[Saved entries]
--- START ---

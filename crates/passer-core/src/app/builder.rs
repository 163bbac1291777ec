//! RegistryBuilder - Registry の構築とワイヤリング
//!
//! # 学習ポイント
//! - Builder パターンの実装
//! - 起動時検証（Fail-fast 設計）
//! - 開発体験の改善（明確なエラーメッセージ）

use super::config::RegistryConfig;
use crate::domain::{PasserError, TypeKey};
use crate::typed::{Codec, Handler, JsonCodec, Payload, Registry};

/// RegistryBuilder は Registry を構築
///
/// # 使用例
/// ```ignore
/// let registry = RegistryBuilder::<Presult, MyError, _>::with_codec(BincodeCodec)
///     .config(RegistryConfig::strict())
///     .register::<Ptype, _>(AppendResult)?
///     .expect::<Ptype>()
///     .build()?;
/// ```
///
/// # Fail-fast 設計
/// - expect::<P>() で期待される payload 型を登録
/// - build() 時に「期待集合 ⊆ 登録済み集合」をチェック
/// - 不足があれば BuildError を返す
pub struct RegistryBuilder<R, E, C = JsonCodec> {
    registry: Registry<R, E, C>,
    expected_types: Vec<TypeKey>,
}

/// BuildError は Registry 構築時のエラー
#[derive(Debug, thiserror::Error)]
pub enum BuildError {
    #[error("Missing payload types: {0:?}. These types were expected but not registered.")]
    MissingTypes(Vec<TypeKey>),
}

impl<R, E> RegistryBuilder<R, E, JsonCodec>
where
    R: Send + 'static,
    E: Send + 'static,
{
    /// JsonCodec を使う RegistryBuilder を作成
    pub fn new() -> Self {
        Self::with_codec(JsonCodec)
    }
}

impl<R, E> Default for RegistryBuilder<R, E, JsonCodec>
where
    R: Send + 'static,
    E: Send + 'static,
{
    fn default() -> Self {
        Self::new()
    }
}

impl<R, E, C> RegistryBuilder<R, E, C>
where
    R: Send + 'static,
    E: Send + 'static,
    C: Codec,
{
    /// codec を指定して作成
    ///
    /// 登録済み handler は codec ごとに型消去されるので、codec は最初に決めます。
    pub fn with_codec(codec: C) -> Self {
        Self {
            registry: Registry::with_codec(codec),
            expected_types: Vec::new(),
        }
    }

    /// 設定を差し替える
    ///
    /// 衝突ポリシーはこれ以降の register に適用されるので、先に呼んでください。
    pub fn config(mut self, config: RegistryConfig) -> Self {
        self.registry.set_config(config);
        self
    }

    /// Handler を登録
    ///
    /// # Example
    /// ```ignore
    /// builder.register::<MyPayload, _>(MyHandler)?;
    /// ```
    pub fn register<P, H>(self, handler: H) -> Result<Self, PasserError>
    where
        P: Payload,
        H: Handler<P, R, E>,
    {
        self.registry.register::<P, H>(handler)?;
        Ok(self)
    }

    /// 登録されているべき payload 型を追加
    pub fn expect<P: Payload>(mut self) -> Self {
        self.expected_types.push(P::type_key());
        self
    }

    /// Registry を構築
    ///
    /// # 検証
    /// - expect() で追加された型が全て登録されているかチェック
    /// - 不足があれば BuildError::MissingTypes を返す
    pub fn build(self) -> Result<Registry<R, E, C>, BuildError> {
        let registered_types = self.registry.registered_types();
        let missing_types: Vec<TypeKey> = self
            .expected_types
            .into_iter()
            .filter(|x| !registered_types.contains(x))
            .collect();
        if !missing_types.is_empty() {
            return Err(BuildError::MissingTypes(missing_types));
        }
        Ok(self.registry)
    }
}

--- END ---

_Exercise aim_
Each line that holds the string "impl" is to be copied from the entries above.

_Task answer_
impl<R, E> RegistryBuilder<R, E, JsonCodec>
impl<R, E> Default for RegistryBuilder<R, E, JsonCodec>
impl<R, E, C> RegistryBuilder<R, E, C>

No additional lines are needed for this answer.